Popaditch’s supporters say they didn’t know this guy and the evidence so far indicates that he was hanging out on the fringe of the campaign and the Tea Party movement. They say the left shouldn’t hold them responsible, since they can’t run a background check on every individual who shows up at a rally. That’s probably true (though, in an March interview Popaditch said he was aware of the element and the need for both sides to police their ranks).

But I think we need to move beyond blame. If we take Aurick at his word, he has reached the point where he believes the time has come to “force our government to respect our demands at gunpoint.” Regardless of whether you’re Republican or Democrat, this should concern you. As House Speaker John Boehner said:

An attack on one who serves is an attack on all who serve. Acts and threats of violence against public officials have no place in our society.

The big remaining question is whether Aurick posed a threat on election night. If so, then everyone—especially Gunny’s Corps—could have been in danger.  Another lesson we can learn from Loughner is collateral damage; while Giffords was his target, six others paid the ultimate price.

I would hope that Popaditch’s supporters would take a look a the video, read his words, and ask themselves whether their actions encouraged a potentially dangerous individual. I hope that next time, they will take that into consideration when crafting their ground-game strategy.

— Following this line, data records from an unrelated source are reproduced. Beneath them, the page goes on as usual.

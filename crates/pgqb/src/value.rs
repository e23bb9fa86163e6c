//! Dynamic SQL values.
//!
//! [`Value`] is both the bind-parameter type of the builder and the cell type of
//! every decoded [`Record`]. It is deliberately JSON-shaped so rows can be
//! serialized without a schema.

use crate::record::Record;
use bytes::BytesMut;
use serde::{Deserialize, Serialize};
use std::error::Error;
use tokio_postgres::types::{FromSql, IsNull, Kind, ToSql, Type, to_sql_checked};

type BoxError = Box<dyn Error + Sync + Send>;

/// A JSON-compatible SQL value.
#[derive(Debug, Clone, PartialEq, Default, Serialize, Deserialize)]
#[serde(untagged)]
pub enum Value {
    #[default]
    Null,
    Bool(bool),
    Int(i64),
    Float(f64),
    String(String),
    Array(Vec<Value>),
    Map(Record),
}

impl Value {
    pub fn is_null(&self) -> bool {
        matches!(self, Value::Null)
    }

    /// Short name of the variant, used in decode/bind error messages.
    pub fn type_name(&self) -> &'static str {
        match self {
            Value::Null => "null",
            Value::Bool(_) => "bool",
            Value::Int(_) => "int",
            Value::Float(_) => "float",
            Value::String(_) => "string",
            Value::Array(_) => "array",
            Value::Map(_) => "map",
        }
    }

    pub fn as_bool(&self) -> Option<bool> {
        match self {
            Value::Bool(b) => Some(*b),
            _ => None,
        }
    }

    pub fn as_i64(&self) -> Option<i64> {
        match self {
            Value::Int(i) => Some(*i),
            _ => None,
        }
    }

    /// Numeric view; integers are widened.
    pub fn as_f64(&self) -> Option<f64> {
        match self {
            Value::Int(i) => Some(*i as f64),
            Value::Float(f) => Some(*f),
            _ => None,
        }
    }

    pub fn as_str(&self) -> Option<&str> {
        match self {
            Value::String(s) => Some(s),
            _ => None,
        }
    }

    pub fn as_array(&self) -> Option<&[Value]> {
        match self {
            Value::Array(items) => Some(items),
            _ => None,
        }
    }

    pub fn as_map(&self) -> Option<&Record> {
        match self {
            Value::Map(map) => Some(map),
            _ => None,
        }
    }

    fn to_json(&self) -> serde_json::Value {
        serde_json::Value::from(self.clone())
    }
}

// ==================== Conversions ====================

impl From<()> for Value {
    fn from(_: ()) -> Self {
        Value::Null
    }
}

impl From<bool> for Value {
    fn from(v: bool) -> Self {
        Value::Bool(v)
    }
}

impl From<i16> for Value {
    fn from(v: i16) -> Self {
        Value::Int(v.into())
    }
}

impl From<i32> for Value {
    fn from(v: i32) -> Self {
        Value::Int(v.into())
    }
}

impl From<i64> for Value {
    fn from(v: i64) -> Self {
        Value::Int(v)
    }
}

impl From<u32> for Value {
    fn from(v: u32) -> Self {
        Value::Int(v.into())
    }
}

impl From<f32> for Value {
    fn from(v: f32) -> Self {
        Value::Float(v.into())
    }
}

impl From<f64> for Value {
    fn from(v: f64) -> Self {
        Value::Float(v)
    }
}

impl From<String> for Value {
    fn from(v: String) -> Self {
        Value::String(v)
    }
}

impl From<&str> for Value {
    fn from(v: &str) -> Self {
        Value::String(v.to_string())
    }
}

impl From<uuid::Uuid> for Value {
    fn from(v: uuid::Uuid) -> Self {
        Value::String(v.to_string())
    }
}

impl From<chrono::DateTime<chrono::Utc>> for Value {
    fn from(v: chrono::DateTime<chrono::Utc>) -> Self {
        Value::String(v.to_rfc3339())
    }
}

impl From<Record> for Value {
    fn from(v: Record) -> Self {
        Value::Map(v)
    }
}

impl<T: Into<Value>> From<Vec<T>> for Value {
    fn from(v: Vec<T>) -> Self {
        Value::Array(v.into_iter().map(Into::into).collect())
    }
}

impl<T: Into<Value>> From<Option<T>> for Value {
    fn from(v: Option<T>) -> Self {
        v.map_or(Value::Null, Into::into)
    }
}

impl From<serde_json::Value> for Value {
    fn from(v: serde_json::Value) -> Self {
        match v {
            serde_json::Value::Null => Value::Null,
            serde_json::Value::Bool(b) => Value::Bool(b),
            serde_json::Value::Number(n) => match n.as_i64() {
                Some(i) => Value::Int(i),
                None => Value::Float(n.as_f64().unwrap_or(f64::NAN)),
            },
            serde_json::Value::String(s) => Value::String(s),
            serde_json::Value::Array(items) => {
                Value::Array(items.into_iter().map(Value::from).collect())
            }
            serde_json::Value::Object(obj) => Value::Map(
                obj.into_iter()
                    .map(|(k, v)| (k, Value::from(v)))
                    .collect(),
            ),
        }
    }
}

impl From<Value> for serde_json::Value {
    fn from(v: Value) -> Self {
        match v {
            Value::Null => serde_json::Value::Null,
            Value::Bool(b) => serde_json::Value::Bool(b),
            Value::Int(i) => serde_json::Value::from(i),
            // NaN/inf have no JSON representation
            Value::Float(f) => serde_json::Number::from_f64(f)
                .map_or(serde_json::Value::Null, serde_json::Value::Number),
            Value::String(s) => serde_json::Value::String(s),
            Value::Array(items) => {
                serde_json::Value::Array(items.into_iter().map(Into::into).collect())
            }
            Value::Map(map) => serde_json::Value::Object(
                map.into_iter().map(|(k, v)| (k, v.into())).collect(),
            ),
        }
    }
}

// ==================== Binding (ToSql) ====================

fn is_text(ty: &Type) -> bool {
    matches!(
        *ty,
        Type::TEXT | Type::VARCHAR | Type::BPCHAR | Type::NAME | Type::UNKNOWN
    )
}

fn is_json(ty: &Type) -> bool {
    matches!(*ty, Type::JSON | Type::JSONB)
}

fn is_enum(ty: &Type) -> bool {
    matches!(ty.kind(), Kind::Enum(_))
}

fn refuse(what: &str, ty: &Type) -> Result<IsNull, BoxError> {
    Err(format!("cannot bind {what} to column of type {ty}").into())
}

#[cfg(feature = "rust_decimal")]
fn bind_numeric(text: &str, ty: &Type, out: &mut BytesMut) -> Result<IsNull, BoxError> {
    text.trim().parse::<rust_decimal::Decimal>()?.to_sql(ty, out)
}

#[cfg(not(feature = "rust_decimal"))]
fn bind_numeric(_text: &str, ty: &Type, _out: &mut BytesMut) -> Result<IsNull, BoxError> {
    Err(format!("binding to {ty} requires the `rust_decimal` feature").into())
}

fn bind_int(i: i64, ty: &Type, out: &mut BytesMut) -> Result<IsNull, BoxError> {
    match *ty {
        Type::INT2 => i16::try_from(i)?.to_sql(ty, out),
        Type::INT4 => i32::try_from(i)?.to_sql(ty, out),
        Type::OID => u32::try_from(i)?.to_sql(ty, out),
        Type::FLOAT4 => (i as f32).to_sql(ty, out),
        Type::FLOAT8 => (i as f64).to_sql(ty, out),
        Type::BOOL => (i != 0).to_sql(ty, out),
        Type::NUMERIC => bind_numeric(&i.to_string(), ty, out),
        _ if is_text(ty) => i.to_string().to_sql(ty, out),
        _ if is_json(ty) => serde_json::Value::from(i).to_sql(ty, out),
        _ if <i64 as ToSql>::accepts(ty) => i.to_sql(ty, out),
        _ => refuse("int", ty),
    }
}

fn bind_float(f: f64, ty: &Type, out: &mut BytesMut) -> Result<IsNull, BoxError> {
    match *ty {
        Type::FLOAT4 => (f as f32).to_sql(ty, out),
        // shortest round-trip text, so 9.99 stays 9.99 rather than its binary expansion
        Type::NUMERIC => bind_numeric(&f.to_string(), ty, out),
        _ if is_text(ty) => f.to_string().to_sql(ty, out),
        _ if is_json(ty) => Value::Float(f).to_json().to_sql(ty, out),
        _ if <f64 as ToSql>::accepts(ty) => f.to_sql(ty, out),
        _ => refuse("float", ty),
    }
}

fn bind_bool(b: bool, ty: &Type, out: &mut BytesMut) -> Result<IsNull, BoxError> {
    if is_text(ty) {
        b.to_string().to_sql(ty, out)
    } else if is_json(ty) {
        serde_json::Value::Bool(b).to_sql(ty, out)
    } else if <bool as ToSql>::accepts(ty) {
        b.to_sql(ty, out)
    } else {
        refuse("bool", ty)
    }
}

/// Strings cover every type with a text form handled here. Types without a
/// binary mapping (`interval`, ranges, ...) need an explicit cast in the
/// fragment, e.g. `?::text::interval`.
fn bind_string(s: &str, ty: &Type, out: &mut BytesMut) -> Result<IsNull, BoxError> {
    match *ty {
        Type::INT2 | Type::INT4 | Type::INT8 | Type::OID => bind_int(s.trim().parse()?, ty, out),
        Type::FLOAT4 | Type::FLOAT8 => bind_float(s.trim().parse()?, ty, out),
        Type::NUMERIC => bind_numeric(s, ty, out),
        Type::UUID => uuid::Uuid::parse_str(s)?.to_sql(ty, out),
        Type::TIMESTAMPTZ => chrono::DateTime::parse_from_rfc3339(s)?.to_sql(ty, out),
        Type::TIMESTAMP => chrono::NaiveDateTime::parse_from_str(s, "%Y-%m-%dT%H:%M:%S%.f")
            .or_else(|_| chrono::NaiveDateTime::parse_from_str(s, "%Y-%m-%d %H:%M:%S%.f"))?
            .to_sql(ty, out),
        Type::DATE => s.parse::<chrono::NaiveDate>()?.to_sql(ty, out),
        // JSON columns take the text as a document when it parses, otherwise as a JSON string
        _ if is_json(ty) => serde_json::from_str::<serde_json::Value>(s)
            .unwrap_or_else(|_| serde_json::Value::String(s.to_string()))
            .to_sql(ty, out),
        // enum labels travel as their text
        _ if is_enum(ty) => {
            out.extend_from_slice(s.as_bytes());
            Ok(IsNull::No)
        }
        _ if <&str as ToSql>::accepts(ty) => s.to_sql(ty, out),
        _ => refuse("string", ty),
    }
}

impl ToSql for Value {
    fn to_sql(&self, ty: &Type, out: &mut BytesMut) -> Result<IsNull, BoxError> {
        if let Kind::Domain(base) = ty.kind() {
            return self.to_sql(base, out);
        }

        match self {
            Value::Null => Ok(IsNull::Yes),
            Value::Bool(b) => bind_bool(*b, ty, out),
            Value::Int(i) => bind_int(*i, ty, out),
            Value::Float(f) => bind_float(*f, ty, out),
            Value::String(s) => bind_string(s, ty, out),
            Value::Array(items) => match ty.kind() {
                Kind::Array(_) => items.to_sql(ty, out),
                _ if is_json(ty) => self.to_json().to_sql(ty, out),
                _ => refuse("array", ty),
            },
            Value::Map(_) if is_json(ty) => self.to_json().to_sql(ty, out),
            Value::Map(_) => refuse("map", ty),
        }
    }

    fn accepts(_ty: &Type) -> bool {
        true
    }

    to_sql_checked!();
}

// ==================== Decoding (FromSql) ====================

fn decode_bytes(raw: &[u8]) -> Result<Value, BoxError> {
    // Byte payloads are expected to carry a JSON document
    serde_json::from_slice::<serde_json::Value>(raw)
        .map(Value::from)
        .map_err(|e| format!("bytea is not a JSON document: {e}").into())
}

#[cfg(feature = "rust_decimal")]
fn decode_numeric(ty: &Type, raw: &[u8]) -> Result<Value, BoxError> {
    use rust_decimal::prelude::ToPrimitive;

    let d = rust_decimal::Decimal::from_sql(ty, raw)?;
    Ok(match d.to_f64() {
        Some(f) => Value::Float(f),
        None => Value::String(d.to_string()),
    })
}

#[cfg(not(feature = "rust_decimal"))]
fn decode_numeric(_ty: &Type, _raw: &[u8]) -> Result<Value, BoxError> {
    Err("numeric columns require the `rust_decimal` feature".into())
}

impl<'a> FromSql<'a> for Value {
    fn from_sql(ty: &Type, raw: &'a [u8]) -> Result<Self, BoxError> {
        match ty.kind() {
            Kind::Array(_) => return Ok(Value::Array(Vec::<Value>::from_sql(ty, raw)?)),
            Kind::Domain(base) => return Value::from_sql(base, raw),
            Kind::Enum(_) => return Ok(Value::String(std::str::from_utf8(raw)?.to_string())),
            _ => {}
        }

        match *ty {
            Type::BOOL => Ok(Value::Bool(bool::from_sql(ty, raw)?)),
            Type::CHAR => Ok(Value::Int(i8::from_sql(ty, raw)?.into())),
            Type::INT2 => Ok(Value::Int(i16::from_sql(ty, raw)?.into())),
            Type::INT4 => Ok(Value::Int(i32::from_sql(ty, raw)?.into())),
            Type::INT8 => Ok(Value::Int(i64::from_sql(ty, raw)?)),
            Type::OID => Ok(Value::Int(u32::from_sql(ty, raw)?.into())),
            Type::FLOAT4 => Ok(Value::Float(f32::from_sql(ty, raw)?.into())),
            Type::FLOAT8 => Ok(Value::Float(f64::from_sql(ty, raw)?)),
            Type::NUMERIC => decode_numeric(ty, raw),
            Type::JSON | Type::JSONB => Ok(serde_json::Value::from_sql(ty, raw)?.into()),
            Type::UUID => Ok(uuid::Uuid::from_sql(ty, raw)?.into()),
            Type::TIMESTAMPTZ => Ok(chrono::DateTime::<chrono::Utc>::from_sql(ty, raw)?.into()),
            Type::TIMESTAMP => Ok(Value::String(
                chrono::NaiveDateTime::from_sql(ty, raw)?
                    .format("%Y-%m-%dT%H:%M:%S%.f")
                    .to_string(),
            )),
            Type::DATE => Ok(Value::String(chrono::NaiveDate::from_sql(ty, raw)?.to_string())),
            Type::TIME => Ok(Value::String(chrono::NaiveTime::from_sql(ty, raw)?.to_string())),
            Type::BYTEA => decode_bytes(raw),
            _ if <&str as FromSql>::accepts(ty) => Ok(Value::String(String::from_sql(ty, raw)?)),
            _ => Err(format!("unsupported column type {ty}").into()),
        }
    }

    fn from_sql_null(_ty: &Type) -> Result<Self, BoxError> {
        Ok(Value::Null)
    }

    fn accepts(_ty: &Type) -> bool {
        true
    }
}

I’d also ask the Tea Party to open themselves to the possibility of finding common ground, and understand they may make bigger strides with a thoughtful, clear message rather than expressing their frustration only in terms of rage and volume. One of my favorite bloggers right now is B-Daddy, the “Unofficial Chief Ideologist of the San Diego County Tea Party movement.” We may fall on different sides of the political spectrum, but we can engage in smart discourse and agree on holding our politicians accountable

I realize being open is difficult when Filner’s out there unfairly vilifying his opponents, politicizing the Tucson tragedy and spreading garbled information. The left jumped to conclusions far too quickly and progressives must remember that Republicans are also worried and Tea Party leaders too receiving threats.  All of this needs to stop before it gets worse.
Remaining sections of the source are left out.